▶ _Work instructions_
Where the listing below reaches the line containing "req = rx.recv()", start writing out lines exactly, and stop once the line containing "transport.receive(&mut read_buf, config.idle_read_timeout).await" has been written.

"""

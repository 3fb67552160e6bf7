//! Frame classification and status extraction.

use std::fmt;

use bytes::Bytes;
use wirelink_core::error::{Error, Result};
use wirelink_core::protocol::Classified;

use crate::frame::Frame;

/// Bits of the command byte that carry the category.
pub const CATEGORY_MASK: u8 = 0xC0;

/// Bits of the command byte that carry the command identity.
pub const IDENTITY_MASK: u8 = 0x3F;

/// Message category encoded in a command byte's top two bits.
#[derive(Debug, Clone, Copy, PartialEq, Eq, Hash)]
pub enum Category {
    /// Host to module.
    Request,
    /// Module's answer to a request.
    Confirmation,
    /// Unsolicited message from the module.
    Indication,
    /// Module's answer to an indication-initiated exchange.
    Response,
}

impl Category {
    /// Category of `command`.
    pub const fn of(command: u8) -> Self {
        match command & CATEGORY_MASK {
            0x00 => Category::Request,
            0x40 => Category::Confirmation,
            0x80 => Category::Indication,
            _ => Category::Response,
        }
    }

    /// Category bits as they appear in a command byte.
    pub const fn bits(self) -> u8 {
        match self {
            Category::Request => 0x00,
            Category::Confirmation => 0x40,
            Category::Indication => 0x80,
            Category::Response => 0xC0,
        }
    }

    /// Build the command byte for `identity` in this category.
    pub const fn command(self, identity: u8) -> u8 {
        (identity & IDENTITY_MASK) | self.bits()
    }
}

/// Status byte carried by a confirmation.
#[derive(Clone, Copy, PartialEq, Eq, Hash)]
pub struct Status(pub u8);

impl Status {
    /// The conventional success status.
    pub const SUCCESS: Status = Status(0x00);

    pub fn is_success(self) -> bool {
        self == Self::SUCCESS
    }
}

impl fmt::Debug for Status {
    fn fmt(&self, f: &mut fmt::Formatter<'_>) -> fmt::Result {
        write!(f, "0x{:02X}", self.0)
    }
}

impl fmt::Display for Status {
    fn fmt(&self, f: &mut fmt::Formatter<'_>) -> fmt::Result {
        fmt::Debug::fmt(self, f)
    }
}

/// Extracts the correlation status from a confirmation or response frame.
pub type StatusExtractor = fn(&Frame) -> Status;

/// Default extractor: first payload byte, empty payload counts as success.
pub fn first_byte_status(frame: &Frame) -> Status {
    frame
        .payload
        .first()
        .map(|&b| Status(b))
        .unwrap_or(Status::SUCCESS)
}

/// An unsolicited frame from the module.
#[derive(Debug, Clone, PartialEq, Eq)]
pub struct Indication {
    /// Full command byte.
    pub command: u8,
    /// Payload bytes.
    pub payload: Bytes,
}

impl Indication {
    /// Command identity without the category bits.
    pub fn identity(&self) -> u8 {
        self.command & IDENTITY_MASK
    }
}

/// A validated frame split into its parts, whatever its category.
#[derive(Debug, Clone, PartialEq, Eq)]
pub struct Decoded {
    pub category: Category,
    /// Command identity without the category bits.
    pub identity: u8,
    pub payload: Bytes,
}

/// Split a validated frame into category, identity and payload.
pub fn decode(frame: Frame) -> Decoded {
    Decoded {
        category: frame.category(),
        identity: frame.identity(),
        payload: frame.payload,
    }
}

/// Sort a validated frame for the engine.
///
/// Confirmations and responses are keyed by their full command byte.
/// A request arriving from the module is reported as unrecognized.
pub fn classify(
    frame: Frame,
    extract: StatusExtractor,
) -> Result<Classified<u8, Status, Indication>> {
    let command = frame.command;
    if matches!(
        frame.category(),
        Category::Confirmation | Category::Response
    ) {
        return Ok(Classified::Confirmation {
            key: command,
            status: extract(&frame),
        });
    }

    let decoded = decode(frame);
    match decoded.category {
        Category::Indication => Ok(Classified::Event(Indication {
            command,
            payload: decoded.payload,
        })),
        _ => Err(Error::UnrecognizedMessage(format!(
            "request frame 0x{command:02X} from module"
        ))),
    }
}

#[cfg(test)]
mod tests {
    use super::*;
    use crate::assembler::FrameAssembler;
    use crate::frame::{encode_request, FrameProfile};

    fn frame(command: u8, payload: &[u8]) -> Frame {
        Frame {
            command,
            payload: Bytes::copy_from_slice(payload),
        }
    }

    #[test]
    fn category_from_top_bits() {
        assert_eq!(Category::of(0x00), Category::Request);
        assert_eq!(Category::of(0x41), Category::Confirmation);
        assert_eq!(Category::of(0x84), Category::Indication);
        assert_eq!(Category::of(0xFF), Category::Response);
        assert_eq!(Category::Confirmation.command(0x04), 0x44);
    }

    #[test]
    fn status_debug_is_hex() {
        assert_eq!(format!("{:?}", Status(0x01)), "0x01");
        assert_eq!(Status(0x0A).to_string(), "0x0A");
        assert!(Status::SUCCESS.is_success());
    }

    #[test]
    fn first_byte_status_defaults_to_success() {
        assert_eq!(first_byte_status(&frame(0x40, &[])), Status::SUCCESS);
        assert_eq!(first_byte_status(&frame(0x40, &[0x01, 0x00])), Status(0x01));
    }

    #[test]
    fn confirmation_is_keyed_by_command() {
        let classified = classify(frame(0x41, &[0x00, 0x05]), first_byte_status).unwrap();
        assert_eq!(
            classified,
            Classified::Confirmation {
                key: 0x41,
                status: Status::SUCCESS
            }
        );
    }

    #[test]
    fn response_is_correlated_too() {
        let classified = classify(frame(0xC4, &[0x02]), first_byte_status).unwrap();
        assert!(matches!(
            classified,
            Classified::Confirmation { key: 0xC4, status: Status(0x02) }
        ));
    }

    #[test]
    fn indication_becomes_event() {
        let classified = classify(frame(0x84, &[0x10, 0x20]), first_byte_status).unwrap();
        match classified {
            Classified::Event(ind) => {
                assert_eq!(ind.identity(), 0x04);
                assert_eq!(&ind.payload[..], &[0x10, 0x20]);
            }
            other => panic!("expected event, got {other:?}"),
        }
    }

    #[test]
    fn request_from_module_is_unrecognized() {
        let result = classify(frame(0x01, &[]), first_byte_status);
        assert!(matches!(result, Err(Error::UnrecognizedMessage(_))));
    }

    #[test]
    fn decode_keeps_every_category() {
        let decoded = decode(frame(0x04, &[0x01]));
        assert_eq!(decoded.category, Category::Request);
        assert_eq!(decoded.identity, 0x04);
        assert_eq!(&decoded.payload[..], &[0x01]);

        assert_eq!(decode(frame(0xC4, &[])).category, Category::Response);
        assert_eq!(decode(frame(0x84, &[])).identity, 0x04);
    }

    #[test]
    fn encoded_requests_decode_back_at_every_length() {
        for profile in [FrameProfile::short_length(), FrameProfile::extended_length()] {
            let mut assembler = FrameAssembler::new(profile);
            for len in 0..=profile.max_payload {
                let identity = (len % 64) as u8;
                let payload: Vec<u8> = (0..len).map(|i| (i * 13 + len) as u8).collect();
                let bytes = encode_request(&profile, identity, &payload).unwrap();

                let frames: Vec<_> = bytes.iter().filter_map(|&b| assembler.push(b)).collect();
                assert_eq!(frames.len(), 1, "len {len}");
                let decoded = decode(frames.into_iter().next().unwrap().unwrap());
                assert_eq!(decoded.category, Category::Request, "len {len}");
                assert_eq!(decoded.identity, identity, "len {len}");
                assert_eq!(&decoded.payload[..], &payload[..], "len {len}");
            }
        }
    }

    #[test]
    fn custom_extractor() {
        fn second_byte(frame: &Frame) -> Status {
            Status(frame.payload.get(1).copied().unwrap_or(0))
        }
        let classified = classify(frame(0x41, &[0x00, 0x07]), second_byte).unwrap();
        assert!(matches!(
            classified,
            Classified::Confirmation { status: Status(0x07), .. }
        ));
    }
}
//! A running module session: engine plus IO task.
//!
//! [`Session`] is what the per-family module types wrap. It owns the IO
//! task handle and shares the [`Engine`] with it, and it implements the
//! request pattern every family uses: clear the confirmation table, write
//! the request, await the matching confirmation, optionally retry.

use std::future::Future;
use std::sync::Arc;
use std::time::Duration;

use tracing::debug;

use wirelink_core::engine::Engine;
use wirelink_core::error::{Error, Result};
use wirelink_core::protocol::Protocol;
use wirelink_core::stats::StatsSnapshot;
use wirelink_core::transport::Transport;

use crate::io::{spawn_io_task, IoConfig, LinkIo};

/// Request policy for a session.
#[derive(Debug, Clone)]
pub struct SessionConfig {
    /// How long a request waits for its confirmation (default 500 ms).
    pub command_timeout: Duration,
    /// Whether to resend a request after a timeout or corrupted reply.
    pub auto_retry: bool,
    /// Maximum number of resends when `auto_retry` is enabled.
    pub max_retries: u32,
    /// IO task settings.
    pub io: IoConfig,
}

impl Default for SessionConfig {
    fn default() -> Self {
        Self {
            command_timeout: Duration::from_millis(500),
            auto_retry: false,
            max_retries: 3,
            io: IoConfig::default(),
        }
    }
}

/// Engine and IO task of one connected module.
pub struct Session<P: Protocol> {
    engine: Arc<Engine<P>>,
    io: LinkIo,
    config: SessionConfig,
}

impl<P: Protocol> Session<P> {
    /// Spawn the IO task over `transport` and start routing received bytes
    /// into `engine`.
    pub fn start(transport: Box<dyn Transport>, engine: Engine<P>, config: SessionConfig) -> Self {
        let engine = Arc::new(engine);
        let io = spawn_io_task(transport, Arc::clone(&engine), config.io.clone());
        debug!(
            command_timeout_ms = config.command_timeout.as_millis() as u64,
            auto_retry = config.auto_retry,
            "session started"
        );
        Session { engine, io, config }
    }

    /// The shared engine.
    pub fn engine(&self) -> &Arc<Engine<P>> {
        &self.engine
    }

    /// The default confirmation timeout.
    pub fn command_timeout(&self) -> Duration {
        self.config.command_timeout
    }

    /// Write raw bytes to the module.
    ///
    /// Completion only means the bytes reached the port; the module's answer
    /// arrives through the engine.
    pub async fn send_request(&self, bytes: Vec<u8>) -> Result<()> {
        self.io.send(bytes).await
    }

    /// See [`Engine::wait_for_confirmation`].
    pub fn wait_for_confirmation(
        &self,
        key: P::Key,
        expected: P::Status,
        timeout: Duration,
        reset: bool,
    ) -> impl Future<Output = Result<()>> + Send + 'static {
        self.engine.wait_for_confirmation(key, expected, timeout, reset)
    }

    /// See [`Engine::wait_for_status`].
    pub fn wait_for_status(
        &self,
        key: P::Key,
        timeout: Duration,
        reset: bool,
    ) -> impl Future<Output = Result<P::Status>> + Send + 'static {
        self.engine.wait_for_status(key, timeout, reset)
    }

    /// Send `bytes` and return the status of the confirmation keyed `key`.
    ///
    /// The confirmation table is cleared before each attempt. With auto
    /// retry enabled, attempts that end in [`Error::Timeout`] or
    /// [`Error::CorruptedFrames`] are resent after a linear backoff.
    ///
    /// Requests on one session must not overlap: starting a request
    /// discards confirmations another in-flight request is waiting for.
    pub async fn request_status(&self, bytes: &[u8], key: P::Key) -> Result<P::Status> {
        let retries = if self.config.auto_retry {
            self.config.max_retries
        } else {
            0
        };

        let mut attempt = 0u32;
        loop {
            if attempt > 0 {
                debug!(attempt, ?key, "request retry");
                tokio::time::sleep(Duration::from_millis(20 * attempt as u64)).await;
            }

            let wait = self
                .engine
                .wait_for_status(key.clone(), self.config.command_timeout, true);
            self.io.send(bytes.to_vec()).await?;

            match wait.await {
                Err(e) if e.is_retryable() && attempt < retries => {
                    debug!(error = %e, attempt, "request attempt failed");
                    attempt += 1;
                }
                other => return other,
            }
        }
    }

    /// Send `bytes` and require a confirmation keyed `key` with `expected`
    /// status, retrying per the session's policy.
    pub async fn request_with_retry(
        &self,
        bytes: &[u8],
        key: P::Key,
        expected: P::Status,
    ) -> Result<()> {
        let status = self.request_status(bytes, key).await?;
        if status == expected {
            Ok(())
        } else {
            Err(Error::StatusMismatch {
                expected: format!("{expected:?}"),
                actual: format!("{status:?}"),
            })
        }
    }

    /// Drop any partial frame and every pending confirmation.
    pub fn reset(&self) {
        self.engine.reset_session();
    }

    /// Snapshot of the receive counters.
    pub fn stats(&self) -> StatsSnapshot {
        self.engine.stats()
    }

    /// Whether the IO task is still running.
    pub fn is_running(&self) -> bool {
        self.io.is_running()
    }

    /// Stop the IO task and hand back the transport.
    pub async fn shutdown(self) -> Result<Box<dyn Transport>> {
        debug!("session shutting down");
        self.io.shutdown().await
    }
}
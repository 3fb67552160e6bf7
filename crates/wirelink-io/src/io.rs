//! IO task for a module session.
//!
//! One tokio task owns the transport exclusively. It writes outbound
//! requests handed to it over a channel and, whenever it is otherwise idle,
//! reads from the port and feeds every received byte to the session's
//! [`Engine`]. Confirmations are never read inline with a request: the
//! engine correlates them, so a caller sends through [`LinkIo::send`] and
//! then awaits the engine.

use std::sync::Arc;
use std::time::Duration;

use tokio::sync::{mpsc, oneshot};
use tokio::task::JoinHandle;
use tokio_util::sync::CancellationToken;
use tracing::{debug, warn};

use wirelink_core::engine::Engine;
use wirelink_core::error::{Error, Result};
use wirelink_core::protocol::Protocol;
use wirelink_core::transport::Transport;

// ---------------------------------------------------------------------------
// Types
// ---------------------------------------------------------------------------

/// Configuration for the IO task.
#[derive(Debug, Clone)]
pub struct IoConfig {
    /// Timeout for one idle read from the transport.
    pub idle_read_timeout: Duration,
    /// Pause after an empty idle read before polling the port again.
    pub idle_backoff: Duration,
    /// Size of the buffer handed to `Transport::receive`.
    pub read_buffer_size: usize,
    /// Optional bytes written just before the transport is handed back on
    /// shutdown.
    pub shutdown_bytes: Option<Vec<u8>>,
}

impl Default for IoConfig {
    fn default() -> Self {
        Self {
            idle_read_timeout: Duration::from_millis(100),
            idle_backoff: Duration::from_millis(10),
            read_buffer_size: 256,
            shutdown_bytes: None,
        }
    }
}

/// A request sent from session methods to the IO task.
pub enum Request {
    /// Write bytes to the port.
    Send {
        bytes: Vec<u8>,
        reply: oneshot::Sender<Result<()>>,
    },
    /// Graceful shutdown; returns the transport for recovery.
    Shutdown {
        reply: oneshot::Sender<Box<dyn Transport>>,
    },
}

/// Handle to the IO task.
pub struct LinkIo {
    /// Outbound request channel.
    pub tx: mpsc::Sender<Request>,
    /// Cancellation token for abandoning the task without recovering the
    /// transport.
    pub cancel: CancellationToken,
    /// Join handle for the IO task.
    pub task: JoinHandle<()>,
}

impl LinkIo {
    /// Hand `bytes` to the IO task and wait until they are written.
    pub async fn send(&self, bytes: Vec<u8>) -> Result<()> {
        let (reply_tx, reply_rx) = oneshot::channel();
        self.tx
            .send(Request::Send {
                bytes,
                reply: reply_tx,
            })
            .await
            .map_err(|_| Error::NotConnected)?;

        match reply_rx.await {
            Ok(result) => result,
            Err(_) => Err(Error::NotConnected),
        }
    }

    /// Whether the IO task is still running.
    pub fn is_running(&self) -> bool {
        !self.task.is_finished()
    }

    /// Shut down the IO task and recover the transport.
    pub async fn shutdown(self) -> Result<Box<dyn Transport>> {
        let (reply_tx, reply_rx) = oneshot::channel();
        let _ = self.tx.send(Request::Shutdown { reply: reply_tx }).await;
        let transport = reply_rx.await.map_err(|_| Error::NotConnected)?;
        let _ = self.task.await;
        Ok(transport)
    }
}

// ---------------------------------------------------------------------------
// Spawn
// ---------------------------------------------------------------------------

/// Spawn the IO task for `engine`. Returns the handle for sending.
pub fn spawn_io_task<P: Protocol>(
    transport: Box<dyn Transport>,
    engine: Arc<Engine<P>>,
    config: IoConfig,
) -> LinkIo {
    let (tx, rx) = mpsc::channel::<Request>(32);
    let cancel = CancellationToken::new();
    let cancel_clone = cancel.clone();

    let task = tokio::spawn(io_loop(transport, engine, config, rx, cancel_clone));

    LinkIo { tx, cancel, task }
}

// ---------------------------------------------------------------------------
// IO Loop
// ---------------------------------------------------------------------------

/// The main IO loop. Runs as a spawned Tokio task.
///
/// Uses `tokio::select! { biased; }` to prioritize:
/// 1. Cancellation
/// 2. Outbound requests
/// 3. Idle reads feeding the engine
async fn io_loop<P: Protocol>(
    mut transport: Box<dyn Transport>,
    engine: Arc<Engine<P>>,
    config: IoConfig,
    mut rx: mpsc::Receiver<Request>,
    cancel: CancellationToken,
) {
    let mut read_buf = vec![0u8; config.read_buffer_size.max(1)];

    loop {
        tokio::select! {
            biased;

            _ = cancel.cancelled() => {
                debug!("IO task cancelled");
                break;
            }

            req = rx.recv() => {
                match req {
                    Some(Request::Send { bytes, reply }) => {
                        debug!(len = bytes.len(), "writing request");
                        let result = transport.send(&bytes).await;
                        let _ = reply.send(result);
                    }
                    Some(Request::Shutdown { reply }) => {
                        debug!("IO task shutdown requested");
                        if let Some(bytes) = &config.shutdown_bytes {
                            let _ = transport.send(bytes).await;
                        }
                        let _ = reply.send(transport);
                        return;
                    }
                    None => {
                        debug!("request channel closed, exiting IO task");
                        break;
                    }
                }
            }

            // Idle: read whatever the module sends.
            outcome = async {
                match transport.receive(&mut read_buf, config.idle_read_timeout).await {
                    Ok(n) if n > 0 => {
                        engine.on_bytes(&read_buf[..n]);
                        Ok(())
                    }
                    Err(Error::ConnectionLost) => Err(Error::ConnectionLost),
                    _ => {
                        // Timeout or empty read: yield so the loop can
                        // check for requests or cancellation.
                        tokio::time::sleep(config.idle_backoff).await;
                        Ok(())
                    }
                }
            } => {
                if let Err(e) = outcome {
                    warn!(error = %e, "transport lost, stopping IO task");
                    break;
                }
            }
        }
    }
}

// ---------------------------------------------------------------------------
// Tests
// ---------------------------------------------------------------------------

"""

▶ _Output for this task_
            req = rx.recv() => {
                match req {
                    Some(Request::Send { bytes, reply }) => {
                        debug!(len = bytes.len(), "writing request");
                        let result = transport.send(&bytes).await;
                        let _ = reply.send(result);
                    }
                    Some(Request::Shutdown { reply }) => {
                        debug!("IO task shutdown requested");
                        if let Some(bytes) = &config.shutdown_bytes {
                            let _ = transport.send(bytes).await;
                        }
                        let _ = reply.send(transport);
                        return;
                    }
                    None => {
                        debug!("request channel closed, exiting IO task");
                        break;
                    }
                }
            }

            // Idle: read whatever the module sends.
            outcome = async {
                match transport.receive(&mut read_buf, config.idle_read_timeout).await {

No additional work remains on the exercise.